◆ What the task asks:
Find the line with "are padded frame" and the line with "on that axis" in the entries below; output exactly those two lines, every line between them, and no others.

+++ Given entries +++

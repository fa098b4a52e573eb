//! Shared building blocks for the tools
//!
//! Errors, logging, integer geometry, raster I/O, directory walking and the
//! per-run batch report.

mod error;
pub mod geometry;
pub mod logging;
pub mod raster;
mod report;
pub mod walk;

pub use error::*;
pub use geometry::{Rect, Size};
pub use report::*;
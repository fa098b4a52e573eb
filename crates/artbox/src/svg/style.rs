//! Text-level rewriting of `style` declarations
//!
//! Style strings are treated as text: only the matched declarations change,
//! everything else keeps its bytes and its order.

use std::sync::LazyLock;

use regex::Regex;

use super::gradient::ColorExpr;
use crate::core::ArtboxError;

static DEFAULT_VISIBILITY: LazyLock<Regex> =
    LazyLock::new(|| Regex::new(r"visibility:visible(?:;|$)").expect("valid regex"));
static FILL_REFERENCE: LazyLock<Regex> =
    LazyLock::new(|| Regex::new(r"fill:url\(#([A-Za-z0-9_-]+)\)").expect("valid regex"));
static STROKE_REFERENCE: LazyLock<Regex> =
    LazyLock::new(|| Regex::new(r"stroke:url\(#([A-Za-z0-9_-]+)\)").expect("valid regex"));
static PAINT_REFERENCE: LazyLock<Regex> = LazyLock::new(|| {
    Regex::new(r"^[ \t\r\n]*url\(#([A-Za-z0-9_-]+)\)[ \t\r\n]*$").expect("valid regex")
});

/// Delete every `visibility:visible` declaration together with its terminator
pub fn strip_default_visibility(style: &str) -> String {
    DEFAULT_VISIBILITY.replace_all(style, "").into_owned()
}

/// Replace each `<property>:url(#id)` match of `pattern` with `<property>:<resolved>`
fn replace_references<F>(
    text: &str,
    pattern: &Regex,
    property: &str,
    resolve: &mut F,
) -> Result<String, ArtboxError>
where
    F: FnMut(&str) -> Result<ColorExpr, ArtboxError>,
{
    let mut out = String::with_capacity(text.len());
    let mut last = 0;
    for caps in pattern.captures_iter(text) {
        let whole = caps.get_match();
        out.push_str(&text[last..whole.start()]);
        out.push_str(property);
        out.push(':');
        out.push_str(&resolve(&caps[1])?.to_string());
        last = whole.end();
    }
    out.push_str(&text[last..]);
    Ok(out)
}

/// Rewrite one style string
///
/// Order: drop `visibility:visible`, then resolve `fill:url(#id)`, then
/// `stroke:url(#id)`. Returns `None` when the result equals the input.
pub fn rewrite_style<F>(style: &str, mut resolve: F) -> Result<Option<String>, ArtboxError>
where
    F: FnMut(&str) -> Result<ColorExpr, ArtboxError>,
{
    let rewritten = strip_default_visibility(style);
    let rewritten = replace_references(&rewritten, &FILL_REFERENCE, "fill", &mut resolve)?;
    let rewritten = replace_references(&rewritten, &STROKE_REFERENCE, "stroke", &mut resolve)?;
    Ok((rewritten != style).then_some(rewritten))
}

/// Rewrite a `fill`/`stroke` presentation attribute whose value is `url(#id)`
pub fn rewrite_paint_attribute<F>(value: &str, mut resolve: F) -> Result<Option<String>, ArtboxError>
where
    F: FnMut(&str) -> Result<ColorExpr, ArtboxError>,
{
    let Some(caps) = PAINT_REFERENCE.captures(value) else {
        return Ok(None);
    };
    let resolved = resolve(&caps[1])?;
    if resolved.is_reference() {
        return Ok(None);
    }
    Ok(Some(resolved.to_string()))
}
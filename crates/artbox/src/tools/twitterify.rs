//! Pad images and animations to a minimum canvas
//!
//! Timelines crop small images aggressively; centering the artwork on a
//! canvas of at least 506x128 keeps it whole. Animated GIFs are padded frame
//! by frame and can be lengthened so short loops do not flicker.

use std::fs::File;
use std::io::{BufReader, BufWriter};
use std::path::Path;

use image::codecs::gif::{GifDecoder, GifEncoder, Repeat};
use image::{imageops, AnimationDecoder, Delay, Frame, Rgba, RgbaImage};
use tracing::{debug, info, span, Level};

use crate::core::geometry::center_offset;
use crate::core::raster::{ensure_parent, extension_of, load_image, save_png, WHITE};
use crate::core::{ArtboxError, Size};

/// Options for [`twitterify`]
#[derive(Debug, Clone)]
pub struct TwitterifyOptions {
    /// Smallest canvas; larger sources keep their size on that axis
    pub min_size: Size,
    /// How many times the GIF frame sequence is played per loop
    pub repeat: usize,
    /// Leave the padding transparent
    pub transparent: bool,
    /// Emit each GIF frame twice at half its delay
    pub duplicate: bool,
    /// Frame delay override in centiseconds; 0 keeps the source delays
    pub duration: u32,
}

impl Default for TwitterifyOptions {
    fn default() -> Self {
        Self {
            min_size: Size::new(506, 128),
            repeat: 3,
            transparent: false,
            duplicate: false,
            duration: 0,
        }
    }
}

/// Center `source` on a canvas filled with `background`
pub fn pad_image(source: &RgbaImage, min_size: Size, background: Rgba<u8>) -> RgbaImage {
    let source_size = Size::new(source.width(), source.height());
    let canvas_size = source_size.max(min_size);
    let mut canvas = RgbaImage::from_pixel(canvas_size.width, canvas_size.height, background);

    let (x, y) = center_offset(source_size, canvas_size);
    imageops::overlay(&mut canvas, source, x, y);
    canvas
}

fn halve(delay: Delay) -> Delay {
    let (numer, denom) = delay.numer_denom_ms();
    Delay::from_numer_denom_ms(numer, denom.saturating_mul(2))
}

/// Pad every frame and apply the delay, duplicate and repeat options
pub fn pad_frames(frames: Vec<Frame>, options: &TwitterifyOptions) -> Vec<Frame> {
    let padded: Vec<Frame> = frames
        .into_iter()
        .map(|frame| {
            let delay = if options.duration > 0 {
                Delay::from_numer_denom_ms(options.duration * 10, 1)
            } else {
                frame.delay()
            };
            let buffer = frame.buffer();
            let background = if options.transparent {
                Rgba([0, 0, 0, 0])
            } else {
                buffer.pixels().next().copied().unwrap_or(WHITE)
            };
            Frame::from_parts(pad_image(buffer, options.min_size, background), 0, 0, delay)
        })
        .collect();

    if options.duplicate {
        let last = padded.len().saturating_sub(1);
        let mut doubled = Vec::with_capacity(padded.len() * 2);
        for (index, frame) in padded.into_iter().enumerate() {
            let delay = halve(frame.delay());
            let buffer = frame.into_buffer();
            if index != last {
                doubled.push(Frame::from_parts(buffer.clone(), 0, 0, delay));
            }
            doubled.push(Frame::from_parts(buffer, 0, 0, delay));
        }
        return doubled;
    }

    let repeat = options.repeat.max(1);
    let mut repeated = Vec::with_capacity(padded.len() * repeat);
    for _ in 0..repeat {
        repeated.extend(padded.iter().cloned());
    }
    repeated
}

fn twitterify_png(input: &Path, output: &Path, options: &TwitterifyOptions) -> Result<(), ArtboxError> {
    let source = load_image(input)?.to_rgba8();
    let background = if options.transparent {
        Rgba([0, 0, 0, 0])
    } else {
        WHITE
    };
    save_png(&pad_image(&source, options.min_size, background), output)
}

fn twitterify_gif(input: &Path, output: &Path, options: &TwitterifyOptions) -> Result<(), ArtboxError> {
    let decoder = GifDecoder::new(BufReader::new(File::open(input)?))?;
    let frames = decoder.into_frames().collect_frames()?;
    if frames.is_empty() {
        return Err(ArtboxError::empty_input(format!(
            "no frames in {}",
            input.display()
        )));
    }
    debug!(frames = frames.len(), "Decoded animation");

    let frames = pad_frames(frames, options);
    ensure_parent(output)?;
    let mut encoder = GifEncoder::new(BufWriter::new(File::create(output)?));
    encoder.set_repeat(Repeat::Infinite)?;
    encoder.encode_frames(frames)?;
    Ok(())
}

/// Pad `input` (PNG or GIF) and write the result to `output`
pub fn twitterify(input: &Path, output: &Path, options: &TwitterifyOptions) -> Result<(), ArtboxError> {
    let twitterify_span = span!(Level::INFO, "twitterify", input = %input.display());
    let _enter = twitterify_span.enter();

    match extension_of(input).as_str() {
        "png" => twitterify_png(input, output, options)?,
        "gif" => twitterify_gif(input, output, options)?,
        other => return Err(ArtboxError::unsupported_format(other)),
    }

    info!(output = %output.display(), "Wrote padded image");
    Ok(())
}
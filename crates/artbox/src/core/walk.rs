//! Directory walking for the batch tools
//!
//! Hidden entries (names starting with `.`, including `.git` and `.thumb`)
//! are never visited. Results are sorted so every run sees the same order.

use std::fs;
use std::io;
use std::path::{Path, PathBuf};

use jwalk::WalkDir;
use tracing::warn;

use super::error::ArtboxError;
use super::raster::extension_of;

/// Extensions the raster tools pick up
pub const RASTER_EXTENSIONS: &[&str] = &["png", "jpg"];

fn require_dir(dir: &Path) -> Result<(), ArtboxError> {
    if dir.is_dir() {
        Ok(())
    } else {
        Err(io::Error::new(
            io::ErrorKind::NotFound,
            format!("not a directory: {}", dir.display()),
        )
        .into())
    }
}

/// Recursively collect files under `dir` accepted by `keep`, sorted by path
pub fn collect_files<F>(dir: &Path, keep: F) -> Result<Vec<PathBuf>, ArtboxError>
where
    F: Fn(&Path) -> bool,
{
    require_dir(dir)?;

    let mut files: Vec<PathBuf> = WalkDir::new(dir)
        .skip_hidden(true)
        .into_iter()
        .filter_map(|entry| match entry {
            Ok(entry) => Some(entry),
            Err(err) => {
                warn!(error = %err, "Skipping unreadable entry");
                None
            }
        })
        .filter(|entry| entry.file_type().is_file())
        .map(|entry| entry.path())
        .filter(|path| keep(path))
        .collect();

    files.sort();
    Ok(files)
}

/// Recursively collect files under `dir` whose extension is one of `extensions`
pub fn collect_with_extensions(
    dir: &Path,
    extensions: &[&str],
) -> Result<Vec<PathBuf>, ArtboxError> {
    collect_files(dir, |path| {
        let ext = extension_of(path);
        extensions.iter().any(|wanted| *wanted == ext)
    })
}

/// Immediate entries of `dir`, sorted by file name
pub fn sorted_entries(dir: &Path) -> Result<Vec<PathBuf>, ArtboxError> {
    require_dir(dir)?;

    let mut entries = fs::read_dir(dir)?
        .map(|entry| entry.map(|e| e.path()))
        .collect::<Result<Vec<_>, io::Error>>()?;
    entries.sort_by(|a, b| a.file_name().cmp(&b.file_name()));
    Ok(entries)
}

/// Name of the last path component as UTF-8, lossy
pub fn file_name_of(path: &Path) -> String {
    path.file_name()
        .map(|name| name.to_string_lossy().into_owned())
        .unwrap_or_default()
}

+++

◆ Reply:
//! canvas of at least 506x128 keeps it whole. Animated GIFs are padded frame
//! by frame and can be lengthened so short loops do not flicker.

use std::fs::File;
use std::io::{BufReader, BufWriter};
use std::path::Path;

use image::codecs::gif::{GifDecoder, GifEncoder, Repeat};
use image::{imageops, AnimationDecoder, Delay, Frame, Rgba, RgbaImage};
use tracing::{debug, info, span, Level};

use crate::core::geometry::center_offset;
use crate::core::raster::{ensure_parent, extension_of, load_image, save_png, WHITE};
use crate::core::{ArtboxError, Size};

/// Options for [`twitterify`]
#[derive(Debug, Clone)]
pub struct TwitterifyOptions {
    /// Smallest canvas; larger sources keep their size on that axis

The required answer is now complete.